What Sprint A buys you: a Firestore dump of users/* shows ciphertext where there used to be plaintext sentences about user vibes and interests. A dump of lanterns/* still shows the published-content fields (intentional), but coordinates are truncated to ~111m precision so user-movement reconstruction from a leak is rendered much coarser. Combined with Sprint B's TTL enforcement, the practical exposure window for any lantern data closes to 48h.

Sprint B — Retention and pseudonymization 🟡

Split into two PRs for review-surface reasons.

Sprint B.1 — TTL enforcement (Firestore) 🟡

Effort: ~2 days. PR: claude/privacy-sprint-b (this branch).

[x] Scheduled Cloud Function purging lanterns docs older than 48h from litAt. Runs every 6h.
[x] Scheduled Cloud Function purging waves docs older than 7d from createdAt. Runs daily at 03:00 UTC.
[x] Scheduled Cloud Function purging connections docs older than 30d (by lastActivityAt with createdAt fallback for legacy schema) and cascade-deleting their messages/* sub-collection. Runs daily at 04:00 UTC.
[x] Each job batched (400 ops per Firestore batch) with a per-run cap (5 000 docs) so any single invocation has bounded cost.
[x] Exports registered in main.js.

Sprint B.2 — BigQuery user_id pseudonymization 🟡

Effort: ~1–2 days. PR: claude/privacy-sprint-b2 (this branch).

[x] services/api/analytics/src/services/userIdPseudonymization.service.js: SQL builder + runner that issues UPDATE analytics.events SET user_id = TO_HEX(SHA256(CONCAT(user_id, @salt))) against rows older than 90 days. Salt is crypto.randomBytes(32).toString('hex'), generated fresh per invocation, never persisted, logged, or returned.
[x] Idempotency: NOT REGEXP_CONTAINS(user_id, r'^[a-f0-9]{64}$') skips already-pseudonymized rows.
[x] Dry-run mode: returns COUNT(*) of would-affect rows without mutating.
[x] Range guard: ageDays clamped to [30, 730]. A too-low value would pseudonymize fresh operational data.
[x] HTTP entrypoint: POST /analytics/scheduled/pseudonymize-user-ids (Cloud-Scheduler-header OR admin auth, same pattern as the existing aggregation jobs).
[x] 8 vitest cases covering SQL shape, idempotency regex, ageDays validation, dry-run/UPDATE result shapes, salt-freshness, and the cryptographic-erasure invariant.

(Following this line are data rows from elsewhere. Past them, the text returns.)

//! Unified error handling for Stencil Core.
//!
//! This module provides a unified error type that wraps domain and application
//! errors, with rich context and user-actionable suggestions.

use thiserror::Error;

use crate::application::ApplicationError;
use crate::domain::DomainError;

/// Root error type for Stencil Core operations.
///
/// "Not found" is never an error in this crate: lookups that come up empty
/// return `Ok(None)`. Everything that reaches this type is a real failure.
#[derive(Debug, Error, Clone)]
pub enum StencilError {
    /// Errors from the domain layer (malformed references, bad manifests).
    #[error("Domain error: {0}")]
    Domain(#[from] DomainError),

    /// Errors from the application layer (process and filesystem failures).
    #[error("Application error: {0}")]
    Application(#[from] ApplicationError),

    /// Unexpected internal errors (bugs).
    #[error("Internal error: {message}. This is a bug, please report it.")]
    Internal { message: String },
}

impl StencilError {
    /// Get user-actionable suggestions for fixing this error.
    pub fn suggestions(&self) -> Vec<String> {
        match self {
            Self::Domain(e) => e.suggestions(),
            Self::Application(e) => e.suggestions(),
            Self::Internal { .. } => vec![
                "This appears to be a bug in Stencil".into(),
                "Please report this issue at: https://github.com/cosecruz/stencil/issues".into(),
            ],
        }
    }

    /// Get error category for display/styling purposes.
    pub fn category(&self) -> ErrorCategory {
        match self {
            Self::Domain(e) => match e.category() {
                crate::domain::ErrorCategory::Validation => ErrorCategory::Validation,
                crate::domain::ErrorCategory::Internal => ErrorCategory::Internal,
            },
            Self::Application(e) => e.category(),
            Self::Internal { .. } => ErrorCategory::Internal,
        }
    }

    /// The failed command line, if this error came from an external process.
    pub fn failed_command(&self) -> Option<&str> {
        match self {
            Self::Application(ApplicationError::CommandFailed { command, .. })
            | Self::Application(ApplicationError::CommandSpawn { command, .. }) => Some(command),
            _ => None,
        }
    }
}

/// Error categories for UI display.
#[derive(Debug, Clone, Copy, PartialEq, Eq)]
pub enum ErrorCategory {
    Validation,
    ExternalCommand,
    Internal,
}

/// Convenient result type alias.
pub type StencilResult<T> = Result<T, StencilError>;

/// Extension trait for adding context to errors.
pub trait Context<T> {
    /// Add context to an error.
    fn context(self, msg: impl Into<String>) -> StencilResult<T>;
}

impl<T, E> Context<T> for Result<T, E>
where
    E: std::error::Error + Send + Sync + 'static,
{
    fn context(self, msg: impl Into<String>) -> StencilResult<T> {
        self.map_err(|e| StencilError::Internal {
            message: format!("{}: {}", msg.into(), e),
        })
    }
}

#[cfg(test)]
mod tests {
    use super::*;

    #[test]
    fn failed_command_is_exposed() {
        let err: StencilError = ApplicationError::CommandFailed {
            command: "npm install --global cra-template".into(),
            status: Some(1),
        }
        .into();

        assert_eq!(err.failed_command(), Some("npm install --global cra-template"));
        assert_eq!(err.category(), ErrorCategory::ExternalCommand);
        assert!(err.to_string().contains("`npm install --global cra-template` failed"));
    }

    #[test]
    fn context_wraps_as_internal() {
        let result: Result<(), std::io::Error> = Err(std::io::Error::other("boom"));
        let err = result.context("reading manifest").unwrap_err();

        assert!(matches!(err, StencilError::Internal { ref message } if message.contains("reading manifest: boom")));
        assert_eq!(err.category(), ErrorCategory::Internal);
    }
}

Operator follow-up (after merge):

[ ] Create the Cloud Scheduler job: daily at 05:00 UTC POST /analytics/scheduled/pseudonymize-user-ids.
[ ] Confirm analytics service account has roles/bigquery.dataEditor on the analytics dataset.
[ ] Privacy-policy line: "Analytics events older than 90 days are pseudonymized — even Lantern cannot link them to a current account."

What this buys you (combined): A breach today can't expose data outside the retention window. Firestore content is purged within hours/days of its useful life ending. BigQuery events older than 90 days become aggregable but no longer user-linkable, even by Lantern.

Sprint C — Finish Stage A (Phase 5) 🟡

Effort: ~2 days. PR: claude/privacy-sprint-c (this branch). Code changes merge in this PR; the migration script is operator-run after deploy.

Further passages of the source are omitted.